Immediately after a chaparral fire, the ground is covered with a few millimeters of very dark ash that is rich in ammonium nitrogen, a form highly available to plants. The boon it promises to this generally nitrogen-limited ecosystem, however, can be short-lived. To help restore chaparral shrubs and a full recovery of the chaparral ecosystem, plants must take up this nitrogen quickly. Otherwise, it converts to nitrate nitrogen and at the onset of winter rains runs off or leaches to creeks, where it becomes a pollutant.

Herbaceous annual plants can act as sponges for nitrogen.

At Hopland Research and Extension Center (HREC), researcher Lindsey Hendricks-Franco, a doctoral candidate in integrative biology at UC Berkeley, is investigating the postfire nitrogen cycling roles played by ephemeral herbaceous plants such as whisperingbells (Emmenanthe penduliflora) and Brewer's redmaids (Calandrinia breweri) and by herbivores — black-tailed deer, rodents and rabbits. She suspects they play a significant role in retaining nitrogen in chaparral ecosystems, the most extensive ecosystem type in California.

Reseacher Lindsey Hendricks-Franco hypothesizes that herbivores will accelerate nitrogen cycling in nitrogenrich chaparral systems.

“It's a race,” Hendricks-Franco says. “From dormant seed banks, you get blankets of big leafy herbaceous annuals that are really important ammonium nitrogen sponges. And if those plants don't appear and grow quickly, the ash, and the nonabsorbed nitrogen, washes away.”

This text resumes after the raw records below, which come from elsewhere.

//! Document model consumed by the aligner.
//!
//! A block is an ordered list of text runs. Runs are either base text or
//! annotation glosses (ruby readings and the like); annotation runs are kept
//! for rendering but never take part in matching. Alignment tags either a
//! whole block or a carved-out run with the segment it belongs to.

use serde::{Deserialize, Serialize};
use std::ops::Range;
use ts_rs::TS;

/// Click target payload: the segment a block or run belongs to.
#[derive(Debug, Clone, Copy, PartialEq, Serialize, Deserialize, TS)]
pub struct SegmentTag {
    pub segment_index: usize,
    pub start_time: f64,
}

#[derive(Debug, Clone, Copy, PartialEq, Eq, Default, Serialize, Deserialize, TS)]
#[serde(rename_all = "snake_case")]
pub enum RunKind {
    #[default]
    Text,
    Annotation,
}

#[derive(Debug, Clone, PartialEq, Serialize, Deserialize, TS)]
pub struct TextRun {
    pub text: String,
    #[serde(default)]
    pub kind: RunKind,
    #[serde(default, skip_serializing_if = "Option::is_none")]
    #[ts(optional)]
    pub tag: Option<SegmentTag>,
}

impl TextRun {
    pub fn text(text: impl Into<String>) -> Self {
        Self {
            text: text.into(),
            kind: RunKind::Text,
            tag: None,
        }
    }

    pub fn annotation(text: impl Into<String>) -> Self {
        Self {
            text: text.into(),
            kind: RunKind::Annotation,
            tag: None,
        }
    }

    /// Annotation subtrees are excluded from match text and carving.
    pub fn is_annotation(&self) -> bool {
        self.kind == RunKind::Annotation
    }
}

#[derive(Debug, Clone, PartialEq, Serialize, Deserialize, TS)]
pub struct Block {
    pub id: String,
    pub runs: Vec<TextRun>,
    #[serde(default)]
    pub has_styled_children: bool,
    #[serde(default, skip_serializing_if = "Option::is_none")]
    #[ts(optional)]
    pub tag: Option<SegmentTag>,
}

impl Block {
    pub fn new(id: impl Into<String>, runs: Vec<TextRun>, has_styled_children: bool) -> Self {
        Self {
            id: id.into(),
            runs,
            has_styled_children,
            tag: None,
        }
    }

    /// Single-run block without styled children.
    pub fn plain(id: impl Into<String>, text: impl Into<String>) -> Self {
        Self::new(id, vec![TextRun::text(text)], false)
    }

    /// Base text: every non-annotation run, in order.
    pub fn text_content(&self) -> String {
        self.runs
            .iter()
            .filter(|run| !run.is_annotation())
            .map(|run| run.text.as_str())
            .collect()
    }

    pub fn is_tagged(&self) -> bool {
        self.tag.is_some()
    }

    /// Base-text byte ranges already claimed by tagged runs.
    pub fn claimed_ranges(&self) -> Vec<Range<usize>> {
        let mut offset = 0;
        let mut claimed = Vec::new();
        for run in self.runs.iter().filter(|run| !run.is_annotation()) {
            let end = offset + run.text.len();
            if run.tag.is_some() && end > offset {
                claimed.push(offset..end);
            }
            offset = end;
        }
        claimed
    }

    pub fn overlaps_claimed(&self, range: &Range<usize>) -> bool {
        self.claimed_ranges()
            .iter()
            .any(|claimed| claimed.start < range.end && range.start < claimed.end)
    }

    /// Tag the whole block as one clickable unit. Returns false if it
    /// already carries a tag.
    pub fn tag_whole(&mut self, tag: SegmentTag) -> bool {
        if self.tag.is_some() {
            return false;
        }
        self.tag = Some(tag);
        true
    }

    /// Carve `range` (base-text byte offsets) into its own tagged run.
    ///
    /// The first touched run keeps its leading text, runs fully inside the
    /// range are consumed, the last touched run keeps its trailing text.
    /// Annotation runs inside the range stay in place after the tagged run.
    /// Returns false when the range is empty, out of bounds, not on char
    /// boundaries, or overlaps an existing tag.
    pub fn carve(&mut self, range: Range<usize>, tag: SegmentTag) -> bool {
        let base = self.text_content();
        if range.start >= range.end
            || range.end > base.len()
            || !base.is_char_boundary(range.start)
            || !base.is_char_boundary(range.end)
            || self.overlaps_claimed(&range)
        {
            return false;
        }

        let mut carved = Vec::with_capacity(self.runs.len() + 2);
        let mut inserted = false;
        let mut offset = 0;
        for run in std::mem::take(&mut self.runs) {
            if run.is_annotation() {
                carved.push(run);
                continue;
            }
            let run_start = offset;
            let run_end = offset + run.text.len();
            offset = run_end;
            if run_end <= range.start || run_start >= range.end {
                carved.push(run);
                continue;
            }
            if range.start > run_start {
                carved.push(TextRun::text(&run.text[..range.start - run_start]));
            }
            if !inserted {
                carved.push(TextRun {
                    text: base[range.clone()].to_string(),
                    kind: RunKind::Text,
                    tag: Some(tag),
                });
                inserted = true;
            }
            if range.end < run_end {
                carved.push(TextRun::text(&run.text[range.end - run_start..]));
            }
        }
        self.runs = carved;
        inserted
    }
}

/// Block list after an alignment pass, ready for rendering.
#[derive(Debug, Clone, Default, PartialEq, Serialize, Deserialize, TS)]
pub struct AnnotatedDocument {
    pub blocks: Vec<Block>,
    pub segment_count: usize,
}

#[cfg(test)]
mod tests {
    use super::*;

    fn tag(segment_index: usize) -> SegmentTag {
        SegmentTag {
            segment_index,
            start_time: segment_index as f64,
        }
    }

    #[test]
    fn text_content_skips_annotation_runs() {
        let block = Block::new(
            "b1",
            vec![
                TextRun::text("漢"),
                TextRun::annotation("かん"),
                TextRun::text("字"),
            ],
            true,
        );
        assert_eq!(block.text_content(), "漢字");
    }

    #[test]
    fn carve_within_one_run_keeps_surrounding_text() {
        let mut block = Block::plain("b1", "Hello world");
        assert!(block.carve(0..5, tag(0)));
        assert!(block.carve(6..11, tag(1)));

        let texts: Vec<&str> = block.runs.iter().map(|run| run.text.as_str()).collect();
        assert_eq!(texts, vec!["Hello", " ", "world"]);
        assert_eq!(block.runs[0].tag, Some(tag(0)));
        assert_eq!(block.runs[1].tag, None);
        assert_eq!(block.runs[2].tag, Some(tag(1)));
        assert_eq!(block.text_content(), "Hello world");
    }

    #[test]
    fn carve_across_runs_truncates_first_and_last() {
        let mut block = Block::new(
            "b1",
            vec![
                TextRun::text("one two"),
                TextRun::text(" three "),
                TextRun::text("four five"),
            ],
            false,
        );
        assert!(block.carve(4..18, tag(3)));

        let texts: Vec<&str> = block.runs.iter().map(|run| run.text.as_str()).collect();
        assert_eq!(texts, vec!["one ", "two three four", " five"]);
        assert_eq!(block.runs[1].tag, Some(tag(3)));
        assert_eq!(block.text_content(), "one two three four five");
    }

    #[test]
    fn carve_keeps_inner_annotations_after_the_tagged_run() {
        let mut block = Block::new(
            "b1",
            vec![
                TextRun::text("ab"),
                TextRun::annotation("gloss"),
                TextRun::text("cd"),
            ],
            false,
        );
        assert!(block.carve(1..3, tag(0)));

        let texts: Vec<&str> = block.runs.iter().map(|run| run.text.as_str()).collect();
        assert_eq!(texts, vec!["a", "bc", "gloss", "d"]);
        assert!(block.runs[2].is_annotation());
    }

    #[test]
    fn carve_refuses_claimed_or_invalid_ranges() {
        let mut block = Block::plain("b1", "AAAA");
        assert!(block.carve(0..2, tag(0)));
        assert!(!block.carve(1..3, tag(1)));
        assert!(!block.carve(2..2, tag(1)));
        assert!(!block.carve(2..9, tag(1)));
        assert!(block.carve(2..4, tag(1)));
        assert_eq!(block.claimed_ranges(), vec![0..2, 2..4]);
    }

    #[test]
    fn whole_block_tag_is_never_replaced() {
        let mut block = Block::plain("b1", "text");
        assert!(block.tag_whole(tag(0)));
        assert!(!block.tag_whole(tag(1)));
        assert_eq!(block.tag, Some(tag(0)));
    }
}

Last year, Hendricks-Franco set fires at HREC in April and October, sampling for nitrogen before and after the fires. In mid-December, annuals were sprouting, and the chaparral shrubs burned in the spring fire showed some new growth. But so much rain had fallen, ash was also washing away.

In late December, fences were up around some of the burned plots, to study the effect of excluding herbivores. In January, Hendricks-Franco was weeding the plots so that they contained four different plant groups: (1) all naturally occurring herbaceous plants, (2) only plants that aren't nitrogen fixers, (3) only nitrogen-fixing plants and (4) no herbaceous plants at all.

She hypothesizes that the first group will cycle nitrogen most vigorously, followed by the second, third and fourth, in that order. Additionally, she thinks herbivores will accelerate nitrogen cycling in some plots, because in high-nitrogen systems, they stimulate growth of fast-growing plants that can tolerate grazing. Nitrogen sampling during the next two years will reveal how well different plant communities retain nitrogen after fire, with and without herbivores, and the effect of fire season.

This work requires a trial in a natural setting such as HREC, which has mature chaparral that is accessible and can be burned safely. Until now, there had been no formal replicated fire trials with control plots to measure the effects of animal grazing on nitrogen cycling after chaparral fire. The study results will help guide land managers on what to do in the first few months after a fire — perhaps seeding native plants and introducing grazers — to encourage fast recovery of the chaparral and associated species.

Whisperingbells (Emmenanthe penduliflora) may cycle the nitrogen in wildfire ash faster than nitrogen-fixing herbaceous plants.